-- TASK OBJECTIVE --
Within this material, find every line where the string "into" appears, and copy it out.

>>>

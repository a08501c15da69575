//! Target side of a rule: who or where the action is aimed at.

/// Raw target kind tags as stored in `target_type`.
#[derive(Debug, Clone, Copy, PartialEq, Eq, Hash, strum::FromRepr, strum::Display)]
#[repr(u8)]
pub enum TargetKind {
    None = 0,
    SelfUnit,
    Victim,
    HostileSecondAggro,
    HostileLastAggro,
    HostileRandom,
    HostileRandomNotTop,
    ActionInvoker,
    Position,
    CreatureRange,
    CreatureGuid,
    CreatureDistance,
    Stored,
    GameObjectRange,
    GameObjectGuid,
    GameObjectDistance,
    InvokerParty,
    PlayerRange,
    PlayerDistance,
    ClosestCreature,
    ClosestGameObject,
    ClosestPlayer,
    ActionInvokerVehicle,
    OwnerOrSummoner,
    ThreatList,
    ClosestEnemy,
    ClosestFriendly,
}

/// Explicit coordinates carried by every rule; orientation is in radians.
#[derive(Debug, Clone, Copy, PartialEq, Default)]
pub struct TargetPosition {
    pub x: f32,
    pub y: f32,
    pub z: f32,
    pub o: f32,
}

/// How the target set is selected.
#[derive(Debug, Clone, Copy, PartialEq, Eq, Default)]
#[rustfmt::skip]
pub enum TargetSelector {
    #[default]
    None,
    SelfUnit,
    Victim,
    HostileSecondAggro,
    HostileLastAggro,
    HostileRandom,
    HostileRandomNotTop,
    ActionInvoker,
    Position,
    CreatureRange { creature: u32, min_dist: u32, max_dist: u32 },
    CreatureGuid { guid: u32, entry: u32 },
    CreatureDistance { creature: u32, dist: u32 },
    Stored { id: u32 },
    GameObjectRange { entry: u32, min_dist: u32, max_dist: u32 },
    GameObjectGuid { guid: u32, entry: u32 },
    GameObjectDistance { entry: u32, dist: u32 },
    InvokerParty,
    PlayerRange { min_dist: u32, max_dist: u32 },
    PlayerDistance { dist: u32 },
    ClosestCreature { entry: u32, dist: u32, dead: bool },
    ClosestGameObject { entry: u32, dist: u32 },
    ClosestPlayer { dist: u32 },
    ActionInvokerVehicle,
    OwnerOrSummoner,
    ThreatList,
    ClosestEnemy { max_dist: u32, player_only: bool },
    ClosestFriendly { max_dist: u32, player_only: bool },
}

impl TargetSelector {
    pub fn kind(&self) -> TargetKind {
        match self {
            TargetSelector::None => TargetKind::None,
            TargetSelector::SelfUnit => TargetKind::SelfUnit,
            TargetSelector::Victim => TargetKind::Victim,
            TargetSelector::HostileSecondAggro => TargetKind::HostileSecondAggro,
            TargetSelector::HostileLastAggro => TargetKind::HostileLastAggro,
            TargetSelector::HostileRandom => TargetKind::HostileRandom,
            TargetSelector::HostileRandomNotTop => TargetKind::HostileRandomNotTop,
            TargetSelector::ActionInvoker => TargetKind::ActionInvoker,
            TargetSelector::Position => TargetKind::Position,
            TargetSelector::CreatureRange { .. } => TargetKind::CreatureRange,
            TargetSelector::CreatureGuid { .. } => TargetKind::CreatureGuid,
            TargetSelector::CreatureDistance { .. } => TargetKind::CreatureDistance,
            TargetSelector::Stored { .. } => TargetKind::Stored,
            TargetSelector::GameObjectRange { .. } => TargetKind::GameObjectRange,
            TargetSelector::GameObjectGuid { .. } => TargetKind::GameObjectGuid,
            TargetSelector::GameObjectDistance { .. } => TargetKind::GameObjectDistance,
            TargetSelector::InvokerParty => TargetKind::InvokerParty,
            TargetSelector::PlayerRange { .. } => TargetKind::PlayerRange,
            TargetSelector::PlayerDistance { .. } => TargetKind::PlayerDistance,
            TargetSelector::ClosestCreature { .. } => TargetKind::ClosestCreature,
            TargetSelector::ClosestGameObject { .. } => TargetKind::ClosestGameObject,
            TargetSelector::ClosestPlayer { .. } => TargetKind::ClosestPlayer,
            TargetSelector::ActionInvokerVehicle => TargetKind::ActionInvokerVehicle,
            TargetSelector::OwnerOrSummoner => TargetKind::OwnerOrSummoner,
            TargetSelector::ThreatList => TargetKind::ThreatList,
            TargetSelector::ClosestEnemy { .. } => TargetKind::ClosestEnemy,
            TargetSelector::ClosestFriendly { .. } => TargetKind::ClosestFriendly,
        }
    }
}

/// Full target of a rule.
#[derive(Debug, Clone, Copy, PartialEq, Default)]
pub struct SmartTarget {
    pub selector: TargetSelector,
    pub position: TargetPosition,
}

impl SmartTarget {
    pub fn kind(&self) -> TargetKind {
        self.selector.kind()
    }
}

<<<
>>>

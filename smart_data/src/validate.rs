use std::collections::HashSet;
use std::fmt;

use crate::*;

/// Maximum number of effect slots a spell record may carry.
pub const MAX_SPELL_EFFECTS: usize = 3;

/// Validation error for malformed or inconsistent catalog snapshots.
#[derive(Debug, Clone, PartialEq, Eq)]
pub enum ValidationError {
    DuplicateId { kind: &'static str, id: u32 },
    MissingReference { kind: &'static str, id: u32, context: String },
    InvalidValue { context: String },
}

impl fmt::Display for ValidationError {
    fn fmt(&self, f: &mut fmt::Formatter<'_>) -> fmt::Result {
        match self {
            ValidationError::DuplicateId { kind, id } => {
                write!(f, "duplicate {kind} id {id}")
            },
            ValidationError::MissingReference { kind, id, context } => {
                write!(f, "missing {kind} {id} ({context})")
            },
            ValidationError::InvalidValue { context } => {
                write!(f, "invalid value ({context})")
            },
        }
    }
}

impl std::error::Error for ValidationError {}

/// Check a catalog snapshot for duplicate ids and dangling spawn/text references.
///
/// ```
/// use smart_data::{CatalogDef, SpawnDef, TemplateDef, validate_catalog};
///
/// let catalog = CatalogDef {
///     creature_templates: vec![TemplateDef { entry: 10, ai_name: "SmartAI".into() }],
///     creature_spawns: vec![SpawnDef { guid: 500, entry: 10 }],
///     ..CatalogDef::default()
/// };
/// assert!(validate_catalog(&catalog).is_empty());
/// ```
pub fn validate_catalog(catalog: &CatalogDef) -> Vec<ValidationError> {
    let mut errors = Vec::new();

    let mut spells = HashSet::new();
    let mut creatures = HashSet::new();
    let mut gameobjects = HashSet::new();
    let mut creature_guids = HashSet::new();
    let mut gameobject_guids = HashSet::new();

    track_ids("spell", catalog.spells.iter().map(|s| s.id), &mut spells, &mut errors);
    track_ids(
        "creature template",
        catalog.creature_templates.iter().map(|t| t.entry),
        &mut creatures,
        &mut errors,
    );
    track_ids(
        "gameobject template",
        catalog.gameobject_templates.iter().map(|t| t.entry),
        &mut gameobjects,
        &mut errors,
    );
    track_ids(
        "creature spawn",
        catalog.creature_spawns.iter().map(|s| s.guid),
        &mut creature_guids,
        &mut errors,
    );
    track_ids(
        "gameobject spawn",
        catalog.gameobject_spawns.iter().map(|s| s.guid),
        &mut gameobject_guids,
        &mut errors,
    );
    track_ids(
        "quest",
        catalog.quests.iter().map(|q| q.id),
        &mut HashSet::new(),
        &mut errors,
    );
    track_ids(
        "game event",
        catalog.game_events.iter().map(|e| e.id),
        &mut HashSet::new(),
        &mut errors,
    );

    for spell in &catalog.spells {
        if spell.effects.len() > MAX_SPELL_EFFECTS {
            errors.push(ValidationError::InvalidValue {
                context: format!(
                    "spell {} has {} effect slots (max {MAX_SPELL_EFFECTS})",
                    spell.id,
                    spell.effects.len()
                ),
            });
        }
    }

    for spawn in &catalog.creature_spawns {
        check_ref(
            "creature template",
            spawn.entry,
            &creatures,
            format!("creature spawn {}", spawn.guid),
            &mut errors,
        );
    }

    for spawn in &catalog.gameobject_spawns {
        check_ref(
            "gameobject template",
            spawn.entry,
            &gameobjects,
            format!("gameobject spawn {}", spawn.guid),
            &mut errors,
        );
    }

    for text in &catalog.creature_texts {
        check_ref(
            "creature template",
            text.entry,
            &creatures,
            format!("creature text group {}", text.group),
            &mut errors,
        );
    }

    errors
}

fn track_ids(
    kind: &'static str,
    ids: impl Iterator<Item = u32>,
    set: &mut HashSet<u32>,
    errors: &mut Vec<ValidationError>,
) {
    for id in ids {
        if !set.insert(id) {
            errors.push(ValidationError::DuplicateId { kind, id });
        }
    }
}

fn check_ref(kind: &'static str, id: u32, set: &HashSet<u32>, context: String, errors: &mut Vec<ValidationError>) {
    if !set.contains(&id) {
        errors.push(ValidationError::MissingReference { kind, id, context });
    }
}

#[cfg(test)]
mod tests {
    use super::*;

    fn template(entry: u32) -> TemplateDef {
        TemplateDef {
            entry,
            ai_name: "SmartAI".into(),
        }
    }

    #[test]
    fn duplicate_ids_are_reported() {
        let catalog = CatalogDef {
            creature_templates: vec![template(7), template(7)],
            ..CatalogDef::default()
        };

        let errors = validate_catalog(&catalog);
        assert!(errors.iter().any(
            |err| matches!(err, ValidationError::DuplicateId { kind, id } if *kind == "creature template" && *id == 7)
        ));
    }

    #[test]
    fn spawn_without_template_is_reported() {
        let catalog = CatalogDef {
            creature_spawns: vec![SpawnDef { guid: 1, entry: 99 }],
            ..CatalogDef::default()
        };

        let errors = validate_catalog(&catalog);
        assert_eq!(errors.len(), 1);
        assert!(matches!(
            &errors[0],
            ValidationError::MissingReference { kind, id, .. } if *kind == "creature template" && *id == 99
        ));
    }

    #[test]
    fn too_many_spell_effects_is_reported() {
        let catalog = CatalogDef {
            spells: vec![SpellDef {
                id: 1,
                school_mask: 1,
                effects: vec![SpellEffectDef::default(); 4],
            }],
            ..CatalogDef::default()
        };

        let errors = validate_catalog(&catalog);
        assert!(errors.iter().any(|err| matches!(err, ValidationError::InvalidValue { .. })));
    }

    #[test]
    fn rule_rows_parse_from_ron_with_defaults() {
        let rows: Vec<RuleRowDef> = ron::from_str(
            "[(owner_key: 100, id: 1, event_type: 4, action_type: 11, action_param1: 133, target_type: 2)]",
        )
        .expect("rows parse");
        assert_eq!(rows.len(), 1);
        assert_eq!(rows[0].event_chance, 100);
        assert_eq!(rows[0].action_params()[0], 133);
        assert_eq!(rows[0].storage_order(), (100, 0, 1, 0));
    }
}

<<<

-- COMPLETED EXERCISE --
///     creature_templates: vec![TemplateDef { entry: 10, ai_name: "SmartAI".into() }],
            ai_name: "SmartAI".into(),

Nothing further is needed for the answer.